Records from a collection:
/---

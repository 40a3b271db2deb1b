use super::ThemeDetector;
use crate::domain::models::PageStyle;

fn style(background_color: &str, body_classes: &[&str]) -> PageStyle {
    return PageStyle {
        background_color: background_color.to_string(),
        body_classes: body_classes.iter().map(|e| return e.to_string()).collect(),
        root_classes: vec![],
    };
}

#[test]
fn it_parses_rgb_triples() {
    assert_eq!(ThemeDetector::parse_rgb("rgb(10, 20, 30)"), Some((10, 20, 30)));
    assert_eq!(ThemeDetector::parse_rgb("rgba(0,0,0,0.5)"), Some((0, 0, 0)));
    assert_eq!(ThemeDetector::parse_rgb("rgb(255,  255,  255)"), Some((255, 255, 255)));
    assert_eq!(ThemeDetector::parse_rgb("#ffffff"), None);
    assert_eq!(ThemeDetector::parse_rgb("transparent"), None);
    assert_eq!(ThemeDetector::parse_rgb(""), None);
}

#[test]
fn it_skips_partial_numbers() {
    assert_eq!(ThemeDetector::parse_rgb("x1, y 2, 3, 4"), Some((2, 3, 4)));
    assert_eq!(ThemeDetector::parse_rgb("color(12 34, 56, 78)"), Some((34, 56, 78)));
}

#[test]
fn it_classifies_dark_backgrounds() {
    assert!(ThemeDetector::is_dark(&style("rgb(10, 10, 10)", &[])));
}

#[test]
fn it_classifies_light_backgrounds() {
    assert!(!ThemeDetector::is_dark(&style("rgb(250, 250, 250)", &[])));
}

#[test]
fn it_uses_marker_classes_on_light_backgrounds() {
    assert!(ThemeDetector::is_dark(&style("rgb(250, 250, 250)", &["dark"])));
    assert!(ThemeDetector::is_dark(&style("rgb(250, 250, 250)", &["dark-theme"])));
    assert!(!ThemeDetector::is_dark(&style("rgb(250, 250, 250)", &["darkish"])));

    let mut root_marked = style("rgb(250, 250, 250)", &[]);
    root_marked.root_classes = vec!["dark".to_string()];
    assert!(ThemeDetector::is_dark(&root_marked));
}

#[test]
fn it_defaults_to_dark_when_unparsable() {
    assert!(ThemeDetector::is_dark(&style("transparent", &["dark"])));
    assert!(ThemeDetector::is_dark(&style("transparent", &[])));
}

#[test]
fn it_weights_channels_perceptually() {
    // Pure green is bright, pure blue is dark.
    assert!(!ThemeDetector::is_dark(&style("rgb(0, 255, 0)", &[])));
    assert!(ThemeDetector::is_dark(&style("rgb(0, 0, 255)", &[])));
    assert_eq!(ThemeDetector::brightness(255, 255, 255), 255.0);
}

#[test]
fn it_saturates_oversized_channels() {
    assert_eq!(
        ThemeDetector::parse_rgb("rgb(99999999999, 0, 0)"),
        Some((u32::MAX, 0, 0))
    );
    assert!(!ThemeDetector::is_dark(&style("rgb(99999999999, 0, 0)", &[])));
}
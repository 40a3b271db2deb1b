use std::sync::Arc;
use std::time::Duration;

use anyhow::Result;
use serde_json::json;
use tokio::time;

use super::AutoSaveTask;
use super::AUTO_SAVE_INTERVAL;
use crate::domain::models::KeyValueStore;
use crate::domain::services::EditorHost;
use crate::domain::services::EditorProxy;
use crate::domain::services::Window;
use crate::infrastructure::editors::buffer::BufferEditor;
use crate::infrastructure::host::static_page::StaticPage;
use crate::infrastructure::stores::memory::MemoryStore;

const URL: &str = "https://cses.fi/problemset/task/1068";

#[tokio::test(start_paused = true)]
async fn it_saves_the_editor_value_after_the_interval() -> Result<()> {
    let window = Window::new();
    let proxy = Arc::new(EditorProxy::connect(&window));
    let page = StaticPage::new(URL, "rgb(255, 255, 255)");

    let mut editor: Option<BufferEditor> = None;
    let host = EditorHost::mount(&window, &page, |state| {
        let created = BufferEditor::new(state);
        editor = Some(created.clone());
        return created;
    })
    .unwrap();
    let editor = editor.unwrap();

    let store = Arc::new(MemoryStore::default());
    let task = AutoSaveTask::start(proxy, store.clone(), "1068", AUTO_SAVE_INTERVAL);

    editor.type_text("int main() { return 1; }");
    time::sleep(Duration::from_millis(4900)).await;
    assert!(store.get(&["savedCode-1068"]).await?.is_empty());

    time::sleep(Duration::from_millis(200)).await;
    let saved = store.get(&["savedCode-1068"]).await?;
    assert_eq!(saved["savedCode-1068"], json!("int main() { return 1; }"));

    editor.type_text("int main() { return 2; }");
    time::sleep(AUTO_SAVE_INTERVAL).await;
    let saved = store.get(&["savedCode-1068"]).await?;
    assert_eq!(saved["savedCode-1068"], json!("int main() { return 2; }"));

    task.stop().await;
    host.unmount().await;
    return Ok(());
}

#[tokio::test(start_paused = true)]
async fn it_stops_saving_once_stopped() -> Result<()> {
    let window = Window::new();
    let proxy = Arc::new(EditorProxy::connect(&window));
    let page = StaticPage::new(URL, "rgb(255, 255, 255)");
    let host = EditorHost::mount(&window, &page, BufferEditor::new).unwrap();

    let store = Arc::new(MemoryStore::default());
    let task = AutoSaveTask::start(proxy, store.clone(), "1068", AUTO_SAVE_INTERVAL);
    task.stop().await;

    time::sleep(AUTO_SAVE_INTERVAL * 3).await;
    assert!(store.get(&["savedCode-1068"]).await?.is_empty());

    host.unmount().await;
    return Ok(());
}

#[tokio::test(start_paused = true)]
async fn it_keeps_asking_while_the_editor_is_missing() -> Result<()> {
    let window = Window::new();
    let proxy = Arc::new(EditorProxy::connect(&window));
    let store = Arc::new(MemoryStore::default());
    let task = AutoSaveTask::start(proxy, store.clone(), "1068", AUTO_SAVE_INTERVAL);

    time::sleep(AUTO_SAVE_INTERVAL * 2 + Duration::from_millis(100)).await;
    assert!(store.get(&["savedCode-1068"]).await?.is_empty());

    let page = StaticPage::new(URL, "rgb(255, 255, 255)");
    let host = EditorHost::mount(&window, &page, BufferEditor::new).unwrap();

    time::sleep(Duration::from_millis(100)).await;
    let saved = store.get(&["savedCode-1068"]).await?;
    assert_eq!(saved["savedCode-1068"], json!("// Write your code here"));

    task.stop().await;
    host.unmount().await;
    return Ok(());
}

#[tokio::test(start_paused = true)]
async fn it_falls_back_to_the_default_interval_for_zero() -> Result<()> {
    let window = Window::new();
    let proxy = Arc::new(EditorProxy::connect(&window));
    let page = StaticPage::new(URL, "rgb(255, 255, 255)");
    let host = EditorHost::mount(&window, &page, BufferEditor::new).unwrap();

    let store = Arc::new(MemoryStore::default());
    let task = AutoSaveTask::start(proxy, store.clone(), "1068", Duration::ZERO);

    time::sleep(Duration::from_millis(100)).await;
    assert!(store.get(&["savedCode-1068"]).await?.is_empty());

    time::sleep(AUTO_SAVE_INTERVAL).await;
    let saved = store.get(&["savedCode-1068"]).await?;
    assert_eq!(saved["savedCode-1068"], json!("// Write your code here"));

    task.stop().await;
    host.unmount().await;
    return Ok(());
}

\---

--- ASSIGNMENT ---
All lines above from the one with "assert_eq!(ThemeDetector::brightness(255, 255, 255), 255.0);" to the one with "use crate::infrastructure::host::static_page::StaticPage;", inclusive, should be copied exactly, and no other lines.

--- REPLY TO THE TASK ---
    assert_eq!(ThemeDetector::brightness(255, 255, 255), 255.0);
}

#[test]
fn it_saturates_oversized_channels() {
    assert_eq!(
        ThemeDetector::parse_rgb("rgb(99999999999, 0, 0)"),
        Some((u32::MAX, 0, 0))
    );
    assert!(!ThemeDetector::is_dark(&style("rgb(99999999999, 0, 0)", &[])));
}
repository 40a3b271db2deb1b
use std::sync::Arc;
use std::time::Duration;

use anyhow::Result;
use serde_json::json;
use tokio::time;

use super::AutoSaveTask;
use super::AUTO_SAVE_INTERVAL;
use crate::domain::models::KeyValueStore;
use crate::domain::services::EditorHost;
use crate::domain::services::EditorProxy;
use crate::domain::services::Window;
use crate::infrastructure::editors::buffer::BufferEditor;
use crate::infrastructure::host::static_page::StaticPage;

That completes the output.